» What you are asked to do: Below are records; work out how many of their lines hold the string "candidates" and give that number alone.

══════

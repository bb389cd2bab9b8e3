//! Motion builder: partition the registry across project folders.
//!
//! ```text
//! Motion/
//! ├── .order           root: orders/hides projects (by folder name)
//! │                          and unclaimed videos (by registry key)
//! ├── Reel/
//! │   ├── .order       v2, v1, v2   → clips [v2, v1]
//! │   └── .cover       poster URL, used verbatim
//! └── Shorts/
//!     └── .order       v4
//!
//! registry: v1 v2 v3 v4     claimed: {v1, v2, v4}     leafVideos: [v3]
//! ```
//!
//! A project lists exactly the keys its `.order` names, in file order, each
//! once; keys missing from the registry are dropped. A key is *claimed* once
//! any visible project lists it. The claimed set is collected over all
//! projects before the root list is computed, so project order never changes
//! which videos are left over. Projects hidden by the root `.order` are not
//! built and claim nothing.

use crate::directives::{Directives, OrderFile};
use crate::naming::display_name;
use crate::order::resolve_order_by;
use crate::pipeline::BuildContext;
use crate::registry::{Registry, RegistryEntry};
use crate::scan::SourceDir;
use crate::types::{Manifest, MotionProject, MotionRoot, ProjectCard, VideoCount, VideoItem};
use std::collections::HashSet;
use std::path::PathBuf;

fn video_item(entry: &RegistryEntry) -> VideoItem {
    VideoItem {
        key: entry.key.clone(),
        display_name: entry.display_name.clone(),
        url: entry.url.clone(),
        poster: entry.poster.clone(),
    }
}

/// A derived project folder.
#[derive(Debug, Clone, PartialEq, Eq)]
pub struct ProjectNode {
    pub path: PathBuf,
    pub name: String,
    pub display_name: String,
    pub url: String,
    pub directives: Directives,
    pub clips: Vec<RegistryEntry>,
    pub cover_poster: Option<String>,
}

impl ProjectNode {
    pub fn manifest(&self) -> Manifest {
        Manifest::MotionProject(MotionProject {
            name: self.name.clone(),
            display_name: self.display_name.clone(),
            items: self.clips.iter().map(video_item).collect(),
            directives: self.directives,
        })
    }

    pub fn card(&self) -> ProjectCard {
        ProjectCard {
            name: self.name.clone(),
            display_name: self.display_name.clone(),
            path: self.url.clone(),
            cover_poster: self.cover_poster.clone(),
            count: VideoCount {
                videos: self.clips.len(),
            },
        }
    }

    pub fn listing(&self) -> Vec<String> {
        self.clips.iter().map(|c| c.key.clone()).collect()
    }
}

/// The derived Motion tree.
#[derive(Debug, Clone, PartialEq, Eq)]
pub struct MotionTree {
    pub path: PathBuf,
    pub directives: Directives,
    pub projects: Vec<ProjectNode>,
    pub leaf_videos: Vec<RegistryEntry>,
}

impl MotionTree {
    pub fn manifest(&self) -> Manifest {
        Manifest::MotionRoot(MotionRoot {
            projects: self.projects.iter().map(ProjectNode::card).collect(),
            leaf_videos: self.leaf_videos.iter().map(video_item).collect(),
            directives: self.directives,
        })
    }

    pub fn project_listing(&self) -> Vec<String> {
        self.projects.iter().map(|p| p.name.clone()).collect()
    }

    pub fn video_listing(&self) -> Vec<String> {
        self.leaf_videos.iter().map(|v| v.key.clone()).collect()
    }

    pub fn clip_count(&self) -> usize {
        self.projects.iter().map(|p| p.clips.len()).sum()
    }
}

/// Registry entries named by an order file, in file order, each at most once.
pub fn resolve_clips(order: &OrderFile, registry: &Registry) -> Vec<RegistryEntry> {
    let mut seen = HashSet::new();
    order
        .order
        .iter()
        .filter(|key| !order.is_hidden(key))
        .filter_map(|key| registry.get(key))
        .filter(|entry| seen.insert(entry.key.to_lowercase()))
        .cloned()
        .collect()
}

fn derive_project(dir: &SourceDir, registry: &Registry, ctx: &BuildContext) -> ProjectNode {
    let clips = resolve_clips(&dir.order, registry);
    let cover_poster = dir
        .cover_ref
        .clone()
        .or_else(|| clips.first().and_then(|c| c.poster.clone()));
    ProjectNode {
        path: dir.path.clone(),
        name: dir.name.clone(),
        display_name: display_name(&dir.name),
        url: ctx.url_for(&dir.path),
        directives: dir.order.directives,
        clips,
        cover_poster,
    }
}

/// Derive every visible project plus the root's unclaimed videos.
pub fn derive_motion(root: &SourceDir, registry: &Registry, ctx: &BuildContext) -> MotionTree {
    let candidates: Vec<&SourceDir> = root.dirs.iter().collect();
    let projects: Vec<ProjectNode> = resolve_order_by(
        candidates,
        &root.order,
        |d| d.name.as_str(),
        |d| d.name.as_str(),
    )
    .into_iter()
    .map(|d| derive_project(d, registry, ctx))
    .collect();

    let claimed: HashSet<String> = projects
        .iter()
        .flat_map(|p| p.clips.iter().map(|c| c.key.to_lowercase()))
        .collect();

    let unclaimed: Vec<RegistryEntry> = registry
        .entries()
        .iter()
        .filter(|e| !claimed.contains(&e.key.to_lowercase()))
        .cloned()
        .collect();
    let leaf_videos = resolve_order_by(
        unclaimed,
        &root.order,
        |e| e.key.as_str(),
        |e| e.display_name.as_str(),
    );

    MotionTree {
        path: root.path.clone(),
        directives: root.order.directives,
        projects,
        leaf_videos,
    }
}
//! Project configuration.
//!
//! Handles loading, validating, and merging `folio.toml`. The file is
//! optional; stock defaults describe the conventional layout:
//!
//! ```text
//! project/
//! ├── folio.toml                 # optional
//! ├── data/
//! │   └── videos-registry.json   # video registry
//! └── public/                    # web root, URLs derive from here
//!     ├── Stills/                # image tree
//!     ├── Motion/                # project tree
//!     └── _covers/               # copied covers (generated)
//! ```
//!
//! ## Configuration Options
//!
//! ```toml
//! # All options are optional - defaults shown below
//!
//! public_dir = "public"
//! stills_dir = "Stills"                    # under public_dir
//! motion_dir = "Motion"                    # under public_dir
//! covers_dir = "_covers"                   # under public_dir
//! registry = "data/videos-registry.json"   # relative to the project root
//!
//! [metadata]
//! enabled = true            # false = never read image files
//! preview_width = 24        # preview box in pixels (1-64)
//! preview_quality = 40      # preview JPEG quality (1-100)
//!
//! [watch]
//! debounce_ms = 150         # coalescing window for change bursts
//! ```
//!
//! ## Partial Configuration
//!
//! Config files are sparse; override just the values you want:
//!
//! ```toml
//! [watch]
//! debounce_ms = 400
//! ```
//!
//! Unknown keys are rejected to catch typos early.

use serde::{Deserialize, Serialize};
use std::fs;
use std::path::{Path, PathBuf};
use thiserror::Error;

/// File name looked up in the project root when no `--config` is given.
pub const CONFIG_FILE: &str = "folio.toml";

#[derive(Error, Debug)]
pub enum ConfigError {
    #[error("IO error: {0}")]
    Io(#[from] std::io::Error),
    #[error("TOML parse error: {0}")]
    Toml(#[from] toml::de::Error),
    #[error("TOML serialize error: {0}")]
    Serialize(#[from] toml::ser::Error),
    #[error("Config validation error: {0}")]
    Validation(String),
}

/// Project configuration loaded from `folio.toml`.
///
/// All fields have defaults. User config files need only specify the values
/// they want to override. Unknown keys are rejected.
#[derive(Debug, Clone, PartialEq, Serialize, Deserialize)]
#[serde(default, deny_unknown_fields)]
pub struct FolioConfig {
    /// Web root, relative to the project root.
    pub public_dir: String,
    /// Image tree directory name, under `public_dir`.
    pub stills_dir: String,
    /// Project tree directory name, under `public_dir`.
    pub motion_dir: String,
    /// Copied-cover directory name, under `public_dir`.
    pub covers_dir: String,
    /// Registry file, relative to the project root.
    pub registry: String,
    pub metadata: MetadataConfig,
    pub watch: WatchConfig,
}

impl Default for FolioConfig {
    fn default() -> Self {
        Self {
            public_dir: "public".to_string(),
            stills_dir: "Stills".to_string(),
            motion_dir: "Motion".to_string(),
            covers_dir: "_covers".to_string(),
            registry: "data/videos-registry.json".to_string(),
            metadata: MetadataConfig::default(),
            watch: WatchConfig::default(),
        }
    }
}

/// Image metadata settings.
#[derive(Debug, Clone, PartialEq, Serialize, Deserialize)]
#[serde(default, deny_unknown_fields)]
pub struct MetadataConfig {
    pub enabled: bool,
    pub preview_width: u32,
    pub preview_quality: u32,
}

impl Default for MetadataConfig {
    fn default() -> Self {
        Self {
            enabled: true,
            preview_width: 24,
            preview_quality: 40,
        }
    }
}

#[derive(Debug, Clone, PartialEq, Serialize, Deserialize)]
#[serde(default, deny_unknown_fields)]
pub struct WatchConfig {
    pub debounce_ms: u64,
}

impl Default for WatchConfig {
    fn default() -> Self {
        Self { debounce_ms: 150 }
    }
}

/// A directory name must be a single, non-empty path segment.
fn validate_dir_name(key: &str, value: &str) -> Result<(), ConfigError> {
    if value.trim().is_empty() {
        return Err(ConfigError::Validation(format!("{key} must not be empty")));
    }
    if value.contains(['/', '\\']) || value == "." || value == ".." {
        return Err(ConfigError::Validation(format!(
            "{key} must be a single directory name, got {value:?}"
        )));
    }
    Ok(())
}

impl FolioConfig {
    /// Validate config values are within acceptable ranges.
    pub fn validate(&self) -> Result<(), ConfigError> {
        if self.public_dir.trim().is_empty() {
            return Err(ConfigError::Validation(
                "public_dir must not be empty".into(),
            ));
        }
        if self.registry.trim().is_empty() {
            return Err(ConfigError::Validation("registry must not be empty".into()));
        }
        validate_dir_name("stills_dir", &self.stills_dir)?;
        validate_dir_name("motion_dir", &self.motion_dir)?;
        validate_dir_name("covers_dir", &self.covers_dir)?;
        if self.stills_dir == self.motion_dir {
            return Err(ConfigError::Validation(
                "stills_dir and motion_dir must differ".into(),
            ));
        }
        if self.covers_dir == self.stills_dir || self.covers_dir == self.motion_dir {
            return Err(ConfigError::Validation(
                "covers_dir must differ from stills_dir and motion_dir".into(),
            ));
        }
        if !(1..=64).contains(&self.metadata.preview_width) {
            return Err(ConfigError::Validation(
                "metadata.preview_width must be 1-64".into(),
            ));
        }
        if !(1..=100).contains(&self.metadata.preview_quality) {
            return Err(ConfigError::Validation(
                "metadata.preview_quality must be 1-100".into(),
            ));
        }
        if self.watch.debounce_ms == 0 {
            return Err(ConfigError::Validation(
                "watch.debounce_ms must be greater than 0".into(),
            ));
        }
        Ok(())
    }

    pub fn public_path(&self, root: &Path) -> PathBuf {
        root.join(&self.public_dir)
    }

    pub fn registry_path(&self, root: &Path) -> PathBuf {
        root.join(&self.registry)
    }
}

// =============================================================================
// Config loading, merging, and validation
// =============================================================================

/// Returns the stock default config as a `toml::Value::Table`.
///
/// This is the canonical representation of all default values, used as the
/// base layer for merging user overrides on top.
pub fn stock_defaults_value() -> Result<toml::Value, ConfigError> {
    Ok(toml::Value::try_from(FolioConfig::default())?)
}

/// Recursively merge `overlay` on top of `base`.
///
/// - Tables are merged key-by-key (overlay keys override base keys).
/// - Non-table values in overlay replace base values entirely.
/// - Keys in base that are not in overlay are preserved.
pub fn merge_toml(base: toml::Value, overlay: toml::Value) -> toml::Value {
    match (base, overlay) {
        (toml::Value::Table(mut base_table), toml::Value::Table(overlay_table)) => {
            for (key, overlay_val) in overlay_table {
                let merged = match base_table.remove(&key) {
                    Some(base_val) => merge_toml(base_val, overlay_val),
                    None => overlay_val,
                };
                base_table.insert(key, merged);
            }
            toml::Value::Table(base_table)
        }
        (_, overlay) => overlay,
    }
}

/// Read a config file as a raw TOML value.
///
/// Returns `Ok(None)` if the file does not exist.
/// Returns `Err` if the file exists but contains invalid TOML.
pub fn load_raw_config(path: &Path) -> Result<Option<toml::Value>, ConfigError> {
    if !path.exists() {
        return Ok(None);
    }
    let content = fs::read_to_string(path)?;
    let value: toml::Value = toml::from_str(&content)?;
    Ok(Some(value))
}

/// Merge an optional overlay onto the stock defaults, then deserialize and validate.
pub fn resolve_config(overlay: Option<toml::Value>) -> Result<FolioConfig, ConfigError> {
    let base = stock_defaults_value()?;
    let merged = match overlay {
        Some(ov) => merge_toml(base, ov),
        None => base,
    };
    let config: FolioConfig = merged.try_into()?;
    config.validate()?;
    Ok(config)
}

/// Load the project configuration.
///
/// An explicit path must exist; the implicit `<root>/folio.toml` is optional.
pub fn load_config(root: &Path, explicit: Option<&Path>) -> Result<FolioConfig, ConfigError> {
    let overlay = match explicit {
        Some(path) => {
            let content = fs::read_to_string(path)?;
            Some(toml::from_str(&content)?)
        }
        None => load_raw_config(&root.join(CONFIG_FILE))?,
    };
    resolve_config(overlay)
}

/// Returns a fully-commented stock `folio.toml` with all keys and explanations.
///
/// Used by the `gen-config` CLI command.
pub fn stock_config_toml() -> &'static str {
    r##"# folio-gen configuration
# =======================
# All settings are optional. Remove or comment out any you don't need.
# Values shown below are the defaults.

# Web root, relative to this file. Manifest URLs are derived from paths
# relative to it, so /Stills/Cats/a.jpg maps to <public_dir>/Stills/Cats/a.jpg.
public_dir = "public"

# Image tree, under public_dir. Every folder gets a manifest.json.
stills_dir = "Stills"

# Project tree, under public_dir. Each subfolder is a video project.
motion_dir = "Motion"

# Where explicit `*.cover` markers are copied, under public_dir.
# Files in here are generated; stale ones are removed on every build.
covers_dir = "_covers"

# Video registry (JSON), relative to this file.
registry = "data/videos-registry.json"

# ---------------------------------------------------------------------------
# Image metadata (dimensions + inline blur preview)
# ---------------------------------------------------------------------------
[metadata]
# Set to false to skip reading image files entirely; items are then
# emitted without w/h/blurDataURL.
enabled = true

# Longest side of the inline preview, in pixels (1-64).
preview_width = 24

# JPEG quality of the inline preview (1-100).
preview_quality = 40

# ---------------------------------------------------------------------------
# Watch mode
# ---------------------------------------------------------------------------
[watch]
# Bursts of changes closer together than this collapse into one rebuild.
debounce_ms = 150
"##
}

══════

» Response: 2